Every line in the entries that holds "Medium" should be identified and copied.

**Saved data entries**
________

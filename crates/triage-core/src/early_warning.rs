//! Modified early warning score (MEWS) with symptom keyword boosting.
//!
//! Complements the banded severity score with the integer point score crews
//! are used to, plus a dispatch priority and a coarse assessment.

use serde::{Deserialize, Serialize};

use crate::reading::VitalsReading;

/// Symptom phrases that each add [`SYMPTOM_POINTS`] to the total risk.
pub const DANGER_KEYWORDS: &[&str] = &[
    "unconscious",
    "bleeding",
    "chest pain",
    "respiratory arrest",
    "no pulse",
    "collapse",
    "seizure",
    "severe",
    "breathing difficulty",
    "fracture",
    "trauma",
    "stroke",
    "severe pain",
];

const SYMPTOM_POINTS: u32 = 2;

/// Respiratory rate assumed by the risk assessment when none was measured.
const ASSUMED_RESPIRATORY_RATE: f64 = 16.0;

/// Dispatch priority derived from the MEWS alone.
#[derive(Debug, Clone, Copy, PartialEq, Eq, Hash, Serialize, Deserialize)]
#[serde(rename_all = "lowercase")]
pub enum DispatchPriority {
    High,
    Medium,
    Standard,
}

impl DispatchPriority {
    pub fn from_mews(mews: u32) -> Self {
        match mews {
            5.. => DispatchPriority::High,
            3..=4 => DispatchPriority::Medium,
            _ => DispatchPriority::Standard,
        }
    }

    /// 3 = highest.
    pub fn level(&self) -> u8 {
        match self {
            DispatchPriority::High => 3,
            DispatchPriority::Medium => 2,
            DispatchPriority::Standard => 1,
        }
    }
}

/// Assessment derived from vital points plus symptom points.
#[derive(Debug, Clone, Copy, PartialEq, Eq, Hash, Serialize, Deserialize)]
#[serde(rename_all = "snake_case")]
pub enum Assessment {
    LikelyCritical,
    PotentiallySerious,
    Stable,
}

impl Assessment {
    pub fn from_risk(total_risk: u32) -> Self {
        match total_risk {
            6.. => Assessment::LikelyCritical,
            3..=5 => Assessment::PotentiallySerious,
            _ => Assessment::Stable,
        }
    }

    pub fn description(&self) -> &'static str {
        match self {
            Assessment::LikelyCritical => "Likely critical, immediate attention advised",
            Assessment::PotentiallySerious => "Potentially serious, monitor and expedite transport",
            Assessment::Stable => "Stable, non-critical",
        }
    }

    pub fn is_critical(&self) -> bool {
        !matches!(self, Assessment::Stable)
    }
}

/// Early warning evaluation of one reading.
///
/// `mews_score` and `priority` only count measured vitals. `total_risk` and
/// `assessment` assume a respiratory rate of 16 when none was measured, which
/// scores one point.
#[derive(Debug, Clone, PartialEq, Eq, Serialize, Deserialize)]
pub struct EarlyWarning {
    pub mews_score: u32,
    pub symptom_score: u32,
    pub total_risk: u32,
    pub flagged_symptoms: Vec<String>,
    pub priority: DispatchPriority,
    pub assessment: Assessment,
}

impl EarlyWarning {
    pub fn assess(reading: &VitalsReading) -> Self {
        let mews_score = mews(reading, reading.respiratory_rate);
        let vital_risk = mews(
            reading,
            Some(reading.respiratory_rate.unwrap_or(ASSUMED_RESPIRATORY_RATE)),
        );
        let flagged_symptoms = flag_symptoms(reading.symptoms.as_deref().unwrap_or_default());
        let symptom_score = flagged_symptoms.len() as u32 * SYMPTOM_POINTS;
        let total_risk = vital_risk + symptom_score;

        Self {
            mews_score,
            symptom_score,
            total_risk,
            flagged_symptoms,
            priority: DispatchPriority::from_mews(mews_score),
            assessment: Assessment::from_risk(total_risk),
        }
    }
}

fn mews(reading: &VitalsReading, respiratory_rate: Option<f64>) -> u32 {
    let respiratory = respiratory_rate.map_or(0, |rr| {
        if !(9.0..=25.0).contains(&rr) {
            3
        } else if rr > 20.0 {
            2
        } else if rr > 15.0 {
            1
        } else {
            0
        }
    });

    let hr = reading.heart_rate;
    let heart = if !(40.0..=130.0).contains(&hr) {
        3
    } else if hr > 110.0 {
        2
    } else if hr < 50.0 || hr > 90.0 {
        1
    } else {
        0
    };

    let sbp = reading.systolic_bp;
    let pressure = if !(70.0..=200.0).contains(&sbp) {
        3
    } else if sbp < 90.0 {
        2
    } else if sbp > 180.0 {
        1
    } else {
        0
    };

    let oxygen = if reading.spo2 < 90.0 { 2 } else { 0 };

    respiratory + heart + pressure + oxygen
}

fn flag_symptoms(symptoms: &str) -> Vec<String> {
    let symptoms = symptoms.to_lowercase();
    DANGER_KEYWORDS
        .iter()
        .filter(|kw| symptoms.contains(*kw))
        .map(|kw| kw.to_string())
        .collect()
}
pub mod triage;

________

**SOLUTION TO THIS EXERCISE**
    Medium,
            3..=4 => DispatchPriority::Medium,
            DispatchPriority::Medium => 2,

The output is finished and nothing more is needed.